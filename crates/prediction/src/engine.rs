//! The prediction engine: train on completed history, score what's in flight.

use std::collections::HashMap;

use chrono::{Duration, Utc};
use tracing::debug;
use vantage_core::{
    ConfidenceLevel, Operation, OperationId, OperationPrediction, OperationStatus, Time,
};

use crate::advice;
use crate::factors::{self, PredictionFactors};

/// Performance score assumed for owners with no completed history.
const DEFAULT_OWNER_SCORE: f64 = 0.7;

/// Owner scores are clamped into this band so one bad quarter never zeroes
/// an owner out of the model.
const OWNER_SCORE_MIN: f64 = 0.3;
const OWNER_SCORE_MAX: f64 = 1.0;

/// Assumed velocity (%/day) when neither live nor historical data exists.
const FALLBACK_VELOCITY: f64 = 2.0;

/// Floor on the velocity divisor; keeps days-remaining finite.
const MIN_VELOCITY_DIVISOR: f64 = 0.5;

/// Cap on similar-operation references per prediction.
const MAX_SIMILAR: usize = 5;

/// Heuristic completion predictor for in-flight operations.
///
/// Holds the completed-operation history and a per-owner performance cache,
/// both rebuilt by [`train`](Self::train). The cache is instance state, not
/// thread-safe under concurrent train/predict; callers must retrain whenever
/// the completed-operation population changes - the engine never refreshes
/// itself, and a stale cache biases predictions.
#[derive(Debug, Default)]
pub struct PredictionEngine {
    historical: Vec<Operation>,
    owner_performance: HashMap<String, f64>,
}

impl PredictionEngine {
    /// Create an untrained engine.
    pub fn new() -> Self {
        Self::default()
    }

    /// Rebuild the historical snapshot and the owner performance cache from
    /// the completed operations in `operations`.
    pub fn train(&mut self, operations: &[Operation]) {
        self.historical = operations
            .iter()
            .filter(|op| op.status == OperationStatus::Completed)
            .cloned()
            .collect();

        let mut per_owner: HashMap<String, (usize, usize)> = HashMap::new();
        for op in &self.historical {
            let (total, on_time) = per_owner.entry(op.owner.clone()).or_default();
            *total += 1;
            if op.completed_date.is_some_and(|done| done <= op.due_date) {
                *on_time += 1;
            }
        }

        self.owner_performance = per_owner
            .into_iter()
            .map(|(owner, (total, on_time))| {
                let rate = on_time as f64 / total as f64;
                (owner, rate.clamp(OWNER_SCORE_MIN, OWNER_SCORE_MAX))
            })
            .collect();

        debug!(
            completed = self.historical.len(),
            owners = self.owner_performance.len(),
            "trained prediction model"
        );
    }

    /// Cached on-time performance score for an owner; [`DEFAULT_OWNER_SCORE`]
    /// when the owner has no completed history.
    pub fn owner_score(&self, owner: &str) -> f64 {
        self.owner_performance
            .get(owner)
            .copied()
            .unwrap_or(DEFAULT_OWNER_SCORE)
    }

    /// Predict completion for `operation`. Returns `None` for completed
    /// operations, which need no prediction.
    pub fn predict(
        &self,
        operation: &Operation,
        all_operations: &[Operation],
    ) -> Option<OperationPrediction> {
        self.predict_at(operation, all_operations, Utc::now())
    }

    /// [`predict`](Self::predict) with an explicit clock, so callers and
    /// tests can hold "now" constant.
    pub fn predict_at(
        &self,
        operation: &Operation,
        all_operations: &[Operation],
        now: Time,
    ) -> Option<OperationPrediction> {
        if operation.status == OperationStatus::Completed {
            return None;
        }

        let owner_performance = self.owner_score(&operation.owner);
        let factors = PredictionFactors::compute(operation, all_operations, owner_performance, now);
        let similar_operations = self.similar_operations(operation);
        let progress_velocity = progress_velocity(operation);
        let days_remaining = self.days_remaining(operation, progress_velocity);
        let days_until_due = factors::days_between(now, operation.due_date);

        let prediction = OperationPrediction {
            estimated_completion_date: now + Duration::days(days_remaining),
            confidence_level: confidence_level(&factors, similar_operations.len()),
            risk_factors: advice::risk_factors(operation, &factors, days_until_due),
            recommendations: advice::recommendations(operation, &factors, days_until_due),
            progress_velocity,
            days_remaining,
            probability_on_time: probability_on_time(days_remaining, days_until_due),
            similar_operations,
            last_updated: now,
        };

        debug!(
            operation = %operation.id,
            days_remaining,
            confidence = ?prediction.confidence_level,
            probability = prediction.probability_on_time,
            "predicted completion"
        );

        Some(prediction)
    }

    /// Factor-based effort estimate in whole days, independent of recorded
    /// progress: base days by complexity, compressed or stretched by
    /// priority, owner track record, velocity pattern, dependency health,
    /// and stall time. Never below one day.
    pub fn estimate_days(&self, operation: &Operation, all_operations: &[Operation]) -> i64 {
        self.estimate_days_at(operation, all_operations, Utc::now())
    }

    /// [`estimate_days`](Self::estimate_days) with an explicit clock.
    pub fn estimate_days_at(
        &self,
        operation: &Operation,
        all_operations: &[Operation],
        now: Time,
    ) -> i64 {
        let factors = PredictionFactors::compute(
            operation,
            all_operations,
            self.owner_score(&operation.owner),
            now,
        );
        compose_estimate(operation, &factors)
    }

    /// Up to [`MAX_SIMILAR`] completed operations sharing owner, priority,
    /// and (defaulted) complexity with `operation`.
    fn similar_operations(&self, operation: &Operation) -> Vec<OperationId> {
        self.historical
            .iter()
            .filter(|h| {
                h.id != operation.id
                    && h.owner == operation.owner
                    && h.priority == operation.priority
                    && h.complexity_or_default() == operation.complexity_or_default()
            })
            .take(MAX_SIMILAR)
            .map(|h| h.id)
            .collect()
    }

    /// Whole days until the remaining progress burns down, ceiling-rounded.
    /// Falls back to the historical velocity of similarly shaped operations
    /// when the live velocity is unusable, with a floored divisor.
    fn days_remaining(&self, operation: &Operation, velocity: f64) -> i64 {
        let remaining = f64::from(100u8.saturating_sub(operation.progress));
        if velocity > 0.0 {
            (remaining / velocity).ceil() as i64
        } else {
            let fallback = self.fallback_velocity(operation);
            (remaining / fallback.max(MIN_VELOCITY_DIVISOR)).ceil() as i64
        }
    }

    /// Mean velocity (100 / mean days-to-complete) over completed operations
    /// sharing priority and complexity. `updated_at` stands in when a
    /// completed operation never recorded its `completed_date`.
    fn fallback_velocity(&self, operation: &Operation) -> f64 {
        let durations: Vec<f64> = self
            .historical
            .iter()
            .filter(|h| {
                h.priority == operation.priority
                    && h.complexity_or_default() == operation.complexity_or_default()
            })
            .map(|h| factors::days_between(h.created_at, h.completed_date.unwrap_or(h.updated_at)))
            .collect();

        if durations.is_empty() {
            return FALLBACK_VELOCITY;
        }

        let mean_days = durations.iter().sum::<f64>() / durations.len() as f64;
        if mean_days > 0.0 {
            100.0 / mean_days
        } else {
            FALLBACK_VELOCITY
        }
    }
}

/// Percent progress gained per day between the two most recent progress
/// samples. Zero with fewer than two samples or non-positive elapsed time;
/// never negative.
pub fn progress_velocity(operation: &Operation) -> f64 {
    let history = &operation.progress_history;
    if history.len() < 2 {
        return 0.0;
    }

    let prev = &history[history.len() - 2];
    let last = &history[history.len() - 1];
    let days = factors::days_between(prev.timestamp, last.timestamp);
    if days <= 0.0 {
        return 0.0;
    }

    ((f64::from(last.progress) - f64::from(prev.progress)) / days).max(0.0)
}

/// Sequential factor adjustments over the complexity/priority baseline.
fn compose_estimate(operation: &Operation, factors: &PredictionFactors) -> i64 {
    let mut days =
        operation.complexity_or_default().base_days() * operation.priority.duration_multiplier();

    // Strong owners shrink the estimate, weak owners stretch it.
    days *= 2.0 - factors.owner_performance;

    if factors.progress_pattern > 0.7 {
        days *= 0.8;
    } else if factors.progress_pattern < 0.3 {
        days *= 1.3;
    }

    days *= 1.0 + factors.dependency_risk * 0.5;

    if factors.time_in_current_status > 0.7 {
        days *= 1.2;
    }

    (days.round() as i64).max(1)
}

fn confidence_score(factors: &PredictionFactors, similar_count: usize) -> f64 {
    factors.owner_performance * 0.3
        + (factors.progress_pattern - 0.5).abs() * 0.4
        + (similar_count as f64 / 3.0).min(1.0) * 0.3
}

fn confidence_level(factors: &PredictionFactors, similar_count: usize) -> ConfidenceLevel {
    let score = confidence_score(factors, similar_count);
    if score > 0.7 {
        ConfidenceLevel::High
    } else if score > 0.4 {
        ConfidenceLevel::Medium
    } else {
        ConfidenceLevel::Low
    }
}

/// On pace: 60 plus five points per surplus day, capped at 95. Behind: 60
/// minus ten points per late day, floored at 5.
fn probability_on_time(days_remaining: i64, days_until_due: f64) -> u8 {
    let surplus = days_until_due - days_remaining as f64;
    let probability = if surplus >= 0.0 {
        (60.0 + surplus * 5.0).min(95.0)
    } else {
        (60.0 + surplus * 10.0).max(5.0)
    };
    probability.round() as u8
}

::::::::::

• _ACTIVITY_
Each line above that carries the string "over" has to be returned.

• _ANSWER TO THE EXERCISE_
    /// Mean velocity (100 / mean days-to-complete) over completed operations
/// Sequential factor adjustments over the complexity/priority baseline.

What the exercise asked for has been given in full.